The definition of what constitutes a ‘prima facie’ case was given in the oft cited case of RAMANLAL T. BHATT Vs REPUBLIC [1957] EALR 332 where it was held
“….. It may not be easy to define what is meant by a ‘prima facie’ case but at least it must mean one on which a reasonable tribunal, properly directing its mind to the law and the evidence could convict if no explanation is offered by the defence”
In this case PW2 PAUL KOLOI told the court that on 7/7/2011 he went to Narok Hospital and identified the body of his father whose name he gave as ‘Ekai Atiokei Koloi’.
PW3 DR. TITUS NGULUNGU the government pathologist based at Nakuru PGH told that he conducted the autopsies on two deceased persons. On 4/8/2011PW2 performed an autopsy on the body of ‘Esther Eskai’. He concluded that the cause of death was ‘chest injury attended by rib fractures, lung lacerations and bleeding in the chest cavity consistent with blunt force trauma’. He filled and signed the post-mortem report which he produced in court as an exhibit P. exb 2.

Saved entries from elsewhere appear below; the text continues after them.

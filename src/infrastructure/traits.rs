//! Infrastructure traits, used for DI on higher levels

use crate::core::equipment::Equipment;
use crate::core::error::StoreError;
use async_trait::async_trait;

/// Read-only access to the equipment store.
#[async_trait]
pub trait EquipmentRepository: Send + Sync {
    /// Every record, in fleet order.
    async fn list_equipment(&self) -> Result<Vec<Equipment>, StoreError>;

    async fn find_equipment(&self, id: &str) -> Result<Option<Equipment>, StoreError>;
}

On the same day 4/8/2011 PW3 also conducted the autopsy on the body of one ‘Ekai Atukei’. He concluded that the cause of death was ‘severe head injury attended by skull fracture, brain fractures, and raised intracranial pressure due to multiple blunt force trauma to the head’. The duly filled and signed post-mortem report was also produced P. exb 3.
It is strange that although accused is charged with two murders and whereas PW3 testified and produces reports in respect of two autopsies. PW2 the identifying witness only made reference to one deceased person. In view of the similarity of the names of the deceaseds, (both bore the name ‘Atukei’) and given that post-mortem reports gave the name of PW2 as the identifying witness, in view of the fact that PW5 spoke of having seen 2 persons lying outside the house of the accused, I would have expected PW2 who said he was the nephew of the male deceased person to have also identified or at least made reference to the female deceased person. This is an anomaly which remained unexplained yet the autopsies were conducted on the same day and at the same venue.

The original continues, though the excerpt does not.